== GIVEN RECORDS
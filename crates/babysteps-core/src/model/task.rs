use chrono::{DateTime, Utc};
use serde::{Deserialize, Serialize};
use std::{fmt, str::FromStr};
use uuid::Uuid;

use super::order;

/// Opaque, immutable task identifier.
#[derive(Debug, Clone, Copy, PartialEq, Eq, Hash, PartialOrd, Ord, Serialize, Deserialize)]
#[serde(transparent)]
pub struct TaskId(Uuid);

/// Opaque, immutable step identifier.
#[derive(Debug, Clone, Copy, PartialEq, Eq, Hash, PartialOrd, Ord, Serialize, Deserialize)]
#[serde(transparent)]
pub struct StepId(Uuid);

macro_rules! impl_id {
    ($ty:ident, $what:literal) => {
        impl $ty {
            /// Generate a fresh random identifier.
            #[must_use]
            pub fn new() -> Self {
                Self(Uuid::new_v4())
            }

            #[must_use]
            pub const fn as_uuid(&self) -> &Uuid {
                &self.0
            }
        }

        impl Default for $ty {
            fn default() -> Self {
                Self::new()
            }
        }

        impl fmt::Display for $ty {
            fn fmt(&self, f: &mut fmt::Formatter<'_>) -> fmt::Result {
                write!(f, "{}", self.0.hyphenated())
            }
        }

        impl FromStr for $ty {
            type Err = ParseIdError;

            fn from_str(s: &str) -> Result<Self, Self::Err> {
                Uuid::parse_str(s.trim())
                    .map(Self)
                    .map_err(|_| ParseIdError {
                        expected: $what,
                        got: s.to_string(),
                    })
            }
        }
    };
}

impl_id!(TaskId, "task id");
impl_id!(StepId, "step id");

/// Error returned when an identifier cannot be parsed.
#[derive(Debug, Clone, PartialEq, Eq, thiserror::Error)]
#[error("invalid {expected}: '{got}'")]
pub struct ParseIdError {
    pub expected: &'static str,
    pub got: String,
}

/// A single repeatable check-off unit belonging to one task.
#[derive(Debug, Clone, PartialEq, Eq, Serialize, Deserialize)]
#[serde(rename_all = "camelCase")]
pub struct Step {
    pub id: StepId,
    pub is_completed: bool,
    /// Zero-based position among the owning task's steps.
    pub order: i64,
    pub completed_at: Option<DateTime<Utc>>,
    /// Owning task. `None` marks an orphan.
    pub task_id: Option<TaskId>,
}

impl Step {
    #[must_use]
    pub fn new(task_id: TaskId, order: i64) -> Self {
        Self {
            id: StepId::new(),
            is_completed: false,
            order,
            completed_at: None,
            task_id: Some(task_id),
        }
    }

    /// Flip completion, keeping `completed_at` in step with the flag.
    pub fn toggle_completion(&mut self, now: DateTime<Utc>) {
        self.is_completed = !self.is_completed;
        self.completed_at = self.is_completed.then_some(now);
    }
}

/// Top-level trackable unit of work (latest schema shape).
///
/// Task completion is a stored flag, independent of step completion.
#[derive(Debug, Clone, PartialEq, Eq, Serialize, Deserialize)]
#[serde(rename_all = "camelCase")]
pub struct Task {
    pub id: TaskId,
    pub title: String,
    pub created_at: DateTime<Utc>,
    /// Zero-based display position among all tasks.
    pub order: i64,
    pub is_completed: bool,
    pub completed_at: Option<DateTime<Utc>>,
    /// Owned steps, kept sorted by `order` when loaded from the store.
    pub steps: Vec<Step>,
}

impl Task {
    #[must_use]
    pub fn new(title: impl Into<String>, created_at: DateTime<Utc>, order: i64) -> Self {
        Self {
            id: TaskId::new(),
            title: title.into(),
            created_at,
            order,
            is_completed: false,
            completed_at: None,
            steps: Vec::new(),
        }
    }

    /// Append a step at the next free position and return its id.
    pub fn add_step(&mut self) -> StepId {
        let step = Step::new(self.id, order::rank(self.total_steps_count()));
        let id = step.id;
        self.steps.push(step);
        id
    }

    /// Detach a step. The returned step is an orphan until it is deleted.
    pub fn remove_step(&mut self, step_id: StepId) -> Option<Step> {
        let index = self.steps.iter().position(|step| step.id == step_id)?;
        let mut step = self.steps.remove(index);
        step.task_id = None;
        Some(step)
    }

    #[must_use]
    pub fn completed_steps_count(&self) -> usize {
        self.steps.iter().filter(|step| step.is_completed).count()
    }

    #[must_use]
    pub fn total_steps_count(&self) -> usize {
        self.steps.len()
    }

    /// Completed steps over all steps; `0.0` for a task without steps.
    #[must_use]
    pub fn progress(&self) -> f64 {
        if self.steps.is_empty() {
            return 0.0;
        }
        self.completed_steps_count() as f64 / self.steps.len() as f64
    }

    pub fn toggle_completion(&mut self, now: DateTime<Utc>) {
        self.is_completed = !self.is_completed;
        self.completed_at = self.is_completed.then_some(now);
    }

    /// Steps in ascending `order`, ties kept in their current sequence.
    #[must_use]
    pub fn sorted_steps(&self) -> Vec<&Step> {
        let mut steps: Vec<&Step> = self.steps.iter().collect();
        steps.sort_by_key(|step| step.order);
        steps
    }
}

#[cfg(test)]
mod tests {
    use super::*;
    use chrono::TimeZone;

    fn at(secs: i64) -> DateTime<Utc> {
        Utc.timestamp_opt(secs, 0).single().expect("valid timestamp")
    }

    #[test]
    fn ids_roundtrip_through_display() {
        let id = TaskId::new();
        let parsed: TaskId = id.to_string().parse().expect("parse");
        assert_eq!(parsed, id);
    }

    #[test]
    fn invalid_id_reports_kind() {
        let err = "not-a-uuid".parse::<StepId>().expect_err("must fail");
        assert_eq!(err.to_string(), "invalid step id: 'not-a-uuid'");
    }

    #[test]
    fn add_step_assigns_dense_positions() {
        let mut task = Task::new("Read daily", at(0), 0);
        task.add_step();
        task.add_step();
        task.add_step();

        let orders: Vec<i64> = task.steps.iter().map(|step| step.order).collect();
        assert_eq!(orders, vec![0, 1, 2]);
        assert!(task.steps.iter().all(|step| step.task_id == Some(task.id)));
    }

    #[test]
    fn remove_step_orphans_the_detached_step() {
        let mut task = Task::new("Gym", at(0), 0);
        let id = task.add_step();

        let removed = task.remove_step(id).expect("step exists");
        assert_eq!(removed.task_id, None);
        assert!(task.steps.is_empty());
        assert!(task.remove_step(id).is_none());
    }

    #[test]
    fn step_toggle_sets_and_clears_timestamp() {
        let mut step = Step::new(TaskId::new(), 0);

        step.toggle_completion(at(100));
        assert!(step.is_completed);
        assert_eq!(step.completed_at, Some(at(100)));

        step.toggle_completion(at(200));
        assert!(!step.is_completed);
        assert_eq!(step.completed_at, None);
    }

    #[test]
    fn task_completion_is_independent_of_steps() {
        let mut task = Task::new("Walk", at(0), 0);
        task.add_step();
        task.steps[0].toggle_completion(at(5));

        assert!(!task.is_completed);
        task.toggle_completion(at(10));
        assert!(task.is_completed);
        assert_eq!(task.completed_at, Some(at(10)));
    }

    #[test]
    fn progress_counts_completed_steps() {
        let mut task = Task::new("Journal", at(0), 0);
        assert!(task.progress().abs() < f64::EPSILON);

        for _ in 0..4 {
            task.add_step();
        }
        task.steps[0].toggle_completion(at(1));
        assert!((task.progress() - 0.25).abs() < f64::EPSILON);
    }
}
====
● **WHAT YOU HAVE TO DO**
Every record needs to be reproduced exactly, with none skipped.

● **PROBLEM SOLUTION**
filename crates/babysteps-core/src/model/task.rs
use chrono::{DateTime, Utc};
use serde::{Deserialize, Serialize};
use std::{fmt, str::FromStr};
use uuid::Uuid;

use super::order;

/// Opaque, immutable task identifier.
#[derive(Debug, Clone, Copy, PartialEq, Eq, Hash, PartialOrd, Ord, Serialize, Deserialize)]
#[serde(transparent)]
pub struct TaskId(Uuid);

/// Opaque, immutable step identifier.
#[derive(Debug, Clone, Copy, PartialEq, Eq, Hash, PartialOrd, Ord, Serialize, Deserialize)]
#[serde(transparent)]
pub struct StepId(Uuid);

macro_rules! impl_id {
    ($ty:ident, $what:literal) => {
        impl $ty {
            /// Generate a fresh random identifier.
            #[must_use]
            pub fn new() -> Self {
                Self(Uuid::new_v4())
            }

            #[must_use]
            pub const fn as_uuid(&self) -> &Uuid {
                &self.0
            }
        }

        impl Default for $ty {
            fn default() -> Self {
                Self::new()
            }
        }

        impl fmt::Display for $ty {
            fn fmt(&self, f: &mut fmt::Formatter<'_>) -> fmt::Result {
                write!(f, "{}", self.0.hyphenated())
            }
        }

        impl FromStr for $ty {
            type Err = ParseIdError;

            fn from_str(s: &str) -> Result<Self, Self::Err> {
                Uuid::parse_str(s.trim())
                    .map(Self)
                    .map_err(|_| ParseIdError {
                        expected: $what,
                        got: s.to_string(),
                    })
            }
        }
    };
}

impl_id!(TaskId, "task id");
impl_id!(StepId, "step id");

/// Error returned when an identifier cannot be parsed.
#[derive(Debug, Clone, PartialEq, Eq, thiserror::Error)]
#[error("invalid {expected}: '{got}'")]
pub struct ParseIdError {
    pub expected: &'static str,
    pub got: String,
}

/// A single repeatable check-off unit belonging to one task.
#[derive(Debug, Clone, PartialEq, Eq, Serialize, Deserialize)]
#[serde(rename_all = "camelCase")]
pub struct Step {
    pub id: StepId,
    pub is_completed: bool,
    /// Zero-based position among the owning task's steps.
    pub order: i64,
    pub completed_at: Option<DateTime<Utc>>,
    /// Owning task. `None` marks an orphan.
    pub task_id: Option<TaskId>,
}

impl Step {
    #[must_use]
    pub fn new(task_id: TaskId, order: i64) -> Self {
        Self {
            id: StepId::new(),
            is_completed: false,
            order,
            completed_at: None,
            task_id: Some(task_id),
        }
    }

    /// Flip completion, keeping `completed_at` in step with the flag.
    pub fn toggle_completion(&mut self, now: DateTime<Utc>) {
        self.is_completed = !self.is_completed;
        self.completed_at = self.is_completed.then_some(now);
    }
}

/// Top-level trackable unit of work (latest schema shape).
///
/// Task completion is a stored flag, independent of step completion.
#[derive(Debug, Clone, PartialEq, Eq, Serialize, Deserialize)]
#[serde(rename_all = "camelCase")]
pub struct Task {
    pub id: TaskId,
    pub title: String,
    pub created_at: DateTime<Utc>,
    /// Zero-based display position among all tasks.
    pub order: i64,
    pub is_completed: bool,
    pub completed_at: Option<DateTime<Utc>>,
    /// Owned steps, kept sorted by `order` when loaded from the store.
    pub steps: Vec<Step>,
}

impl Task {
    #[must_use]
    pub fn new(title: impl Into<String>, created_at: DateTime<Utc>, order: i64) -> Self {
        Self {
            id: TaskId::new(),
            title: title.into(),
            created_at,
            order,
            is_completed: false,
            completed_at: None,
            steps: Vec::new(),
        }
    }

    /// Append a step at the next free position and return its id.
    pub fn add_step(&mut self) -> StepId {
        let step = Step::new(self.id, order::rank(self.total_steps_count()));
        let id = step.id;
        self.steps.push(step);
        id
    }

    /// Detach a step. The returned step is an orphan until it is deleted.
    pub fn remove_step(&mut self, step_id: StepId) -> Option<Step> {
        let index = self.steps.iter().position(|step| step.id == step_id)?;
        let mut step = self.steps.remove(index);
        step.task_id = None;
        Some(step)
    }

    #[must_use]
    pub fn completed_steps_count(&self) -> usize {
        self.steps.iter().filter(|step| step.is_completed).count()
    }

    #[must_use]
    pub fn total_steps_count(&self) -> usize {
        self.steps.len()
    }

    /// Completed steps over all steps; `0.0` for a task without steps.
    #[must_use]
    pub fn progress(&self) -> f64 {
        if self.steps.is_empty() {
            return 0.0;
        }
        self.completed_steps_count() as f64 / self.steps.len() as f64
    }

    pub fn toggle_completion(&mut self, now: DateTime<Utc>) {
        self.is_completed = !self.is_completed;
        self.completed_at = self.is_completed.then_some(now);
    }

    /// Steps in ascending `order`, ties kept in their current sequence.
    #[must_use]
    pub fn sorted_steps(&self) -> Vec<&Step> {
        let mut steps: Vec<&Step> = self.steps.iter().collect();
        steps.sort_by_key(|step| step.order);
        steps
    }
}

#[cfg(test)]
mod tests {
    use super::*;
    use chrono::TimeZone;

    fn at(secs: i64) -> DateTime<Utc> {
        Utc.timestamp_opt(secs, 0).single().expect("valid timestamp")
    }

    #[test]
    fn ids_roundtrip_through_display() {
        let id = TaskId::new();
        let parsed: TaskId = id.to_string().parse().expect("parse");
        assert_eq!(parsed, id);
    }

    #[test]
    fn invalid_id_reports_kind() {
        let err = "not-a-uuid".parse::<StepId>().expect_err("must fail");
        assert_eq!(err.to_string(), "invalid step id: 'not-a-uuid'");
    }

    #[test]
    fn add_step_assigns_dense_positions() {
        let mut task = Task::new("Read daily", at(0), 0);
        task.add_step();
        task.add_step();
        task.add_step();

        let orders: Vec<i64> = task.steps.iter().map(|step| step.order).collect();
        assert_eq!(orders, vec![0, 1, 2]);
        assert!(task.steps.iter().all(|step| step.task_id == Some(task.id)));
    }

    #[test]
    fn remove_step_orphans_the_detached_step() {
        let mut task = Task::new("Gym", at(0), 0);
        let id = task.add_step();

        let removed = task.remove_step(id).expect("step exists");
        assert_eq!(removed.task_id, None);
        assert!(task.steps.is_empty());
        assert!(task.remove_step(id).is_none());
    }

    #[test]
    fn step_toggle_sets_and_clears_timestamp() {
        let mut step = Step::new(TaskId::new(), 0);

        step.toggle_completion(at(100));
        assert!(step.is_completed);
        assert_eq!(step.completed_at, Some(at(100)));

        step.toggle_completion(at(200));
        assert!(!step.is_completed);
        assert_eq!(step.completed_at, None);
    }

    #[test]
    fn task_completion_is_independent_of_steps() {
        let mut task = Task::new("Walk", at(0), 0);
        task.add_step();
        task.steps[0].toggle_completion(at(5));

        assert!(!task.is_completed);
        task.toggle_completion(at(10));
        assert!(task.is_completed);
        assert_eq!(task.completed_at, Some(at(10)));
    }

    #[test]
    fn progress_counts_completed_steps() {
        let mut task = Task::new("Journal", at(0), 0);
        assert!(task.progress().abs() < f64::EPSILON);

        for _ in 0..4 {
            task.add_step();
        }
        task.steps[0].toggle_completion(at(1));
        assert!((task.progress() - 0.25).abs() < f64::EPSILON);
    }
}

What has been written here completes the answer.